Getting Value Right by Considering the Full Range of Benefits for Patients and Caregivers

A study in Health Affairs considers how health care decision-makers can incorporate the benefits associated with a medical treatment when assessing its societal value.

How can health care decision-makers assess the true societal value of prescription medicines and medical services? According to researchers at the National Pharmaceutical Council (NPC), the key is to use a comprehensive approach to measuring value, which takes into account a wide range of potential implications and benefits associated with a medical treatment. This includes incorporating less tangible, patient-centered outcomes often referred to as “indirect benefits,” such as improvements in quality of life, productivity and caregiver burden. However, despite growing pressure from patient organizations, health care economists and other health care stakeholders, indirect benefits are not generally considered by current value assessment frameworks. 

In a blog published in Health Affairs, NPC researchers describe why it’s critical to consider indirect benefits when determining a treatment’s value, and identify opportunities for capturing and improving integration of indirect benefits in health care decision-making.  

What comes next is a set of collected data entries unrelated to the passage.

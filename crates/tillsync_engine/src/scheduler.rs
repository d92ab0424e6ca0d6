//! Background scheduler: periodic runs plus connectivity-driven triggers.

use crate::engine::SyncEngine;
use crate::gateway::RemoteGateway;
use crate::policy::{LinkClass, NetworkMonitor};
use std::sync::mpsc::{self, RecvTimeoutError, Sender};
use std::sync::Arc;
use std::thread::JoinHandle;
use tracing::{debug, info};

/// A connectivity transition reported by the host platform.
#[derive(Debug, Clone, Copy, PartialEq, Eq)]
pub enum ConnectivityEvent {
    /// The host regained connectivity.
    Online,
    /// The host lost connectivity.
    Offline,
    /// The link type changed without going offline (e.g. cellular to wifi).
    LinkChanged,
}

enum Message {
    Connectivity(ConnectivityEvent),
    Shutdown,
}

/// Drives an engine on a background thread.
///
/// Runs once at startup, then on every interval tick and on favorable
/// connectivity transitions. All runs are automatic (`force = false`), so
/// the metered-link policy applies throughout.
pub struct SyncScheduler {
    sender: Sender<Message>,
    worker: Option<JoinHandle<()>>,
}

impl SyncScheduler {
    /// Spawns the scheduler thread for `engine`.
    pub fn start<G, M>(engine: Arc<SyncEngine<G, M>>) -> Self
    where
        G: RemoteGateway + 'static,
        M: NetworkMonitor + 'static,
    {
        let (sender, receiver) = mpsc::channel();
        let interval = engine.config().interval;

        let worker = std::thread::spawn(move || {
            info!(interval_secs = interval.as_secs(), "sync scheduler started");
            engine.run(false);

            loop {
                match receiver.recv_timeout(interval) {
                    Ok(Message::Shutdown) => break,
                    Ok(Message::Connectivity(event)) => match event {
                        ConnectivityEvent::Offline => {
                            debug!("connectivity lost");
                            engine.notify_offline();
                        }
                        ConnectivityEvent::Online => {
                            debug!("connectivity regained, syncing");
                            engine.run(false);
                        }
                        ConnectivityEvent::LinkChanged => {
                            // Only an upgrade to an unmetered link warrants an
                            // off-schedule run; downgrades wait for the tick.
                            if engine.link_class() == LinkClass::Unmetered {
                                debug!("link became unmetered, syncing");
                                engine.run(false);
                            }
                        }
                    },
                    Err(RecvTimeoutError::Timeout) => {
                        engine.run(false);
                    }
                    Err(RecvTimeoutError::Disconnected) => break,
                }
            }
            info!("sync scheduler stopped");
        });

        Self {
            sender,
            worker: Some(worker),
        }
    }

    /// Forwards a connectivity transition to the scheduler thread.
    pub fn notify(&self, event: ConnectivityEvent) {
        // A send can only fail after shutdown; dropping it is fine then.
        let _ = self.sender.send(Message::Connectivity(event));
    }

    /// Stops the scheduler and joins its thread.
    pub fn shutdown(mut self) {
        self.shutdown_inner();
    }

    fn shutdown_inner(&mut self) {
        if let Some(worker) = self.worker.take() {
            let _ = self.sender.send(Message::Shutdown);
            let _ = worker.join();
        }
    }
}

impl Drop for SyncScheduler {
    fn drop(&mut self) {
        self.shutdown_inner();
    }
}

The authors highlight three key reasons why indirect benefits should be considered in value assessment. First, failure to account for improvements in indirect benefits like productivity or quality of life may lead to the undervaluation of a treatment that a patient feels is high value. Second, underestimation of treatment value may lead to impaired access to needed treatments for patients and undesirable market incentives for continued innovation. Third, incorporating indirect benefits is consistent with best practice guidelines for value assessment as well as recommendations from the Second Panel on Cost-effectiveness in Health & Medicine, a group of experts responsible for developing standards for reporting cost-effectiveness studies.  

The authors identify three opportunities for broadening the inclusion of indirect benefits in value assessment: 

  1. Guideline bodies need to establish clear standards for measuring the value of indirect benefits by gathering data through clinical trials.
  2. Industry needs to generate data on product-specific indirect benefits using clinical trials and peer-reviewed literature.
  3. Payers and purchasers need to make payment decisions that reflect what matters to patients and their families by using the gathered data to inform their decision-making process.

Improvements in indirect, less tangible outcomes can have a substantial impact on individual patients as well their caregivers and employers. This can generate significant value for patients and their broader social and economic environment. Capturing these indirect benefits does not necessarily mean that health care decision-makers will have to cover more treatments, but it might change how health dollars are allocated once we have a more complete picture of value.